Tagged as: Forbidden love, Friends, Teenage<< Previous question   Next question >>
Question - (14 December 2007) 4 Answers - (Newest, 12 February 2008)
A age 30-35, anonymous writes:

hi i really need help as im so confused. it all started on tuesday in physics i was bored so i said randomly lets play truth or dare it went around the table then someone ask me truth or dare and i said dare and my friend said kiss (lets call him mike) i was like not here. 'mike' is a close friend and i can tell him almost anything. later on at lunch my friends kept annoying me saying kiss him and they kept saying it to mike too. i didnt kiss him as if i was going to do it i didnt want to in front of loads of people. i walk home with mike and we did just as normal but 'lauren' came too and during the walk my friend lauren said to mike truth or dare and he said thruth and so she said 'would you like it if 'nikki'(me) kissed you'. he said he would like it and me and lauren laughed. i went to school as normal the next day and my friends espically 'lauren' and 'fiona' kept saying kiss him and genrally being annoying. so in boilogy during a test he sent me a note saying 'i love you' though he has done that a lot. i sent him one back saying do you want me to kiss you, he said he wouldnt mind and ask if i would, i said i didnt mind. i sort of wanted to kiss him as i thought it would sort out my feelings for him as i was confused. you see im in love with my teacher and have been for about 2 years and mike is one of the few people i have told and he helps and is concerned about me as i have depression and really want to tell my teacher that i love him. lately me and mike have became closer and we seat next to each other in a lot of classes. he always tells him that he loves me and when we walk home and have to say goodbye he says 'i will love you and leave you'. i just ignore him most of time. i started to wonder if he actually meant any of it. going back to the dare we decided we would do it and when we were walking home he chose to walk the long way and we were opposite the park and i said when shall i do the dare. he said in the park and so we wnet there, it was empty and we paused and he said he was really nervous and then we kissed briefly on the lips and short time later said goodbye. then at school the next day in first lesson i told my friend '

*keira* that i did the dare and she said that explained why mike was acting weird this morning. then in 3 lesson lauren said to me and keira that mike had talked to her on msn and had siad that he thinks he has feelings for me and said she thought he said to tell me but he didnt. during the day he acted weird and more closer to me as in touching and kindness. the next day my depression was really bad and i had a breakdown in maths first lesson. and during that i went out the room with fiona as she knows about my depression and i told her about my feelings for my teacher and what lauren told me about mike. fiona then said that earlier mike said to her he liked me. when i was crying in maths he kept patting my arm and stroking it and during that i was screaming in my mind for the teacher i liked. it was confused about mike all day as i thought i didnt have feelings for him in that way as i love *fred* (my teacher). at lunch i talked to mike and said that i didnt like him in that way as i in love with fred. he said he didnt feel that way for me and denied that he sent a message to lauren saying he had feelings for me. i then tolded my friends as they wanted to know and they called him a liar as they know he was liaring.

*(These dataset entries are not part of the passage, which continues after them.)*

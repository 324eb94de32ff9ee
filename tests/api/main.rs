//! HTTP tests against a fully composed, listening application.

mod harness;
mod school;
mod teacher;

use reqwest::StatusCode;
use schoolboard::model::{school::SchoolDto, teacher::TeacherDto};
use serde_json::json;
use test_utils::{
    factory::{SchoolOverrides, TeacherOverrides},
    FactoryType, TestBuilder, TestContext, TestError,
};

async fn full_context() -> Result<TestContext, TestError> {
    TestBuilder::new().build().await
}
use schoolboard::server::error::{composition::CompositionError, AppError};
use thiserror::Error;

/// Errors raised by the test harness.
#[derive(Error, Debug)]
pub enum TestError {
    /// A factory was requested by a name that maps to no entity kind.
    #[error("Unknown factory type '{0}'")]
    UnknownFactoryType(String),

    /// The built application has no database, so no factories are attached.
    #[error("Factories are unavailable: the composition provides no database")]
    FactoriesUnavailable,

    /// The context has no running application to send requests to.
    #[error("The application is not running")]
    NotRunning,

    #[error("Invalid range: min {min} is greater than max {max}")]
    InvalidRange { min: i64, max: i64 },

    /// Database error, including failed factory transactions.
    #[error(transparent)]
    DbErr(#[from] sea_orm::DbErr),

    /// Error from the application while connecting, migrating or listening.
    #[error(transparent)]
    App(#[from] AppError),

    #[error(transparent)]
    Composition(#[from] CompositionError),

    #[error(transparent)]
    Http(#[from] reqwest::Error),
}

so now im really confused as in geog today *emily* said to me that mike said to fiona that he loved me but not in those words.

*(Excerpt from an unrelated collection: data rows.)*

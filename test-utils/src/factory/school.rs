//! School factory for creating test school entities.

use chrono::Utc;
use sea_orm::{ActiveModelTrait, ActiveValue, DatabaseConnection, DbErr, TransactionTrait};

use crate::{
    cleanup,
    factory::{resolve_or, Fixture},
    generator,
    registry::FactoryType,
};

/// Attribute overrides for created schools. Unset attributes use generated defaults.
///
/// # Example
///
/// ```rust,ignore
/// let overrides = SchoolOverrides::new()
///     .name("Oak Ridge High")
///     .phone(Fixture::generate(|index| format!("555-000-{:04}", index)));
/// ```
#[derive(Debug, Clone, Default)]
pub struct SchoolOverrides {
    pub name: Option<Fixture<String>>,
    pub address: Option<Fixture<String>>,
    pub phone: Option<Fixture<String>>,
    pub email: Option<Fixture<String>>,
}

impl SchoolOverrides {
    pub fn new() -> Self {
        Self::default()
    }

    pub fn name(mut self, name: impl Into<Fixture<String>>) -> Self {
        self.name = Some(name.into());
        self
    }

    pub fn address(mut self, address: impl Into<Fixture<String>>) -> Self {
        self.address = Some(address.into());
        self
    }

    pub fn phone(mut self, phone: impl Into<Fixture<String>>) -> Self {
        self.phone = Some(phone.into());
        self
    }

    pub fn email(mut self, email: impl Into<Fixture<String>>) -> Self {
        self.email = Some(email.into());
        self
    }
}

/// Factory persisting `school` rows.
///
/// Defaults:
/// - name: `"School {n} #{index}"`, `n` unique per batch
/// - address: random street address
/// - phone: random `555-xxx-xxxx` number
/// - email: `"school{n}.{token}@example.test"`, `n` unique per row
#[derive(Debug, Clone)]
pub struct SchoolFactory {
    db: DatabaseConnection,
}

impl SchoolFactory {
    pub fn new(db: DatabaseConnection) -> Self {
        Self { db }
    }

    /// Creates one school.
    ///
    /// # Arguments
    /// - `overrides` - Attributes replacing the generated defaults
    ///
    /// # Returns
    /// - `Ok(entity::school::Model)` - The persisted school with its generated id
    /// - `Err(DbErr)` - Insert or transaction failure; nothing is persisted
    pub async fn create(&self, overrides: SchoolOverrides) -> Result<entity::school::Model, DbErr> {
        self.create_many(1, overrides)
            .await?
            .pop()
            .ok_or(DbErr::RecordNotInserted)
    }

    /// Creates `count` schools in one transaction.
    ///
    /// Rows are returned in insertion order. If any insert fails the whole batch
    /// is rolled back.
    pub async fn create_many(
        &self,
        count: usize,
        overrides: SchoolOverrides,
    ) -> Result<Vec<entity::school::Model>, DbErr> {
        let batch_name = generator::name(Some("School"));
        let now = Utc::now();

        let txn = self.db.begin().await?;
        let mut schools = Vec::with_capacity(count);

        for index in 0..count {
            let school = entity::school::ActiveModel {
                name: ActiveValue::Set(resolve_or(&overrides.name, index, || {
                    format!("{} #{}", batch_name, index)
                })),
                address: ActiveValue::Set(resolve_or(&overrides.address, index, generator::address)),
                phone: ActiveValue::Set(resolve_or(&overrides.phone, index, generator::phone)),
                email: ActiveValue::Set(resolve_or(&overrides.email, index, || {
                    generator::email(Some(format!("school{}", generator::next_unique_id()).as_str()))
                })),
                created_at: ActiveValue::Set(now),
                updated_at: ActiveValue::Set(now),
                ..Default::default()
            }
            .insert(&txn)
            .await?;

            schools.push(school);
        }

        txn.commit().await?;

        Ok(schools)
    }

    /// Erases every school and restarts the id sequence, logging failures.
    pub async fn cleanup(&self) {
        if let Err(e) = self.try_cleanup().await {
            tracing::error!("School cleanup failed: {}", e);
        }
    }

    /// Erases every school and restarts the id sequence.
    ///
    /// Falls back to deleting rows and resetting the sequence separately when the
    /// bulk statement fails.
    pub async fn try_cleanup(&self) -> Result<(), DbErr> {
        cleanup::run_cleanup_chain(&self.db, &cleanup::table_chain(FactoryType::School)).await
    }
}

/// Creates a school with default values.
///
/// # Returns
/// - `Ok(entity::school::Model)` - Created school entity
/// - `Err(DbErr)` - Database error during insert
pub async fn create_school(db: &DatabaseConnection) -> Result<entity::school::Model, DbErr> {
    SchoolFactory::new(db.clone())
        .create(SchoolOverrides::default())
        .await
}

now i dont know how i feel about him as my feelings are full of fred but i konw nothing can really happen between us as he my teacher and probably doesnt like me in that way. i think mike likes me as he told my friends he did and during class i always feel his leg against mine and in physics he grabbed my leg suddenly.

so what i need help for is does he like me and do i like him? also if he asked me out should i say yes or no or if he doesnt should i tell him how i feel?

please help as im so confused and soz that it is so long.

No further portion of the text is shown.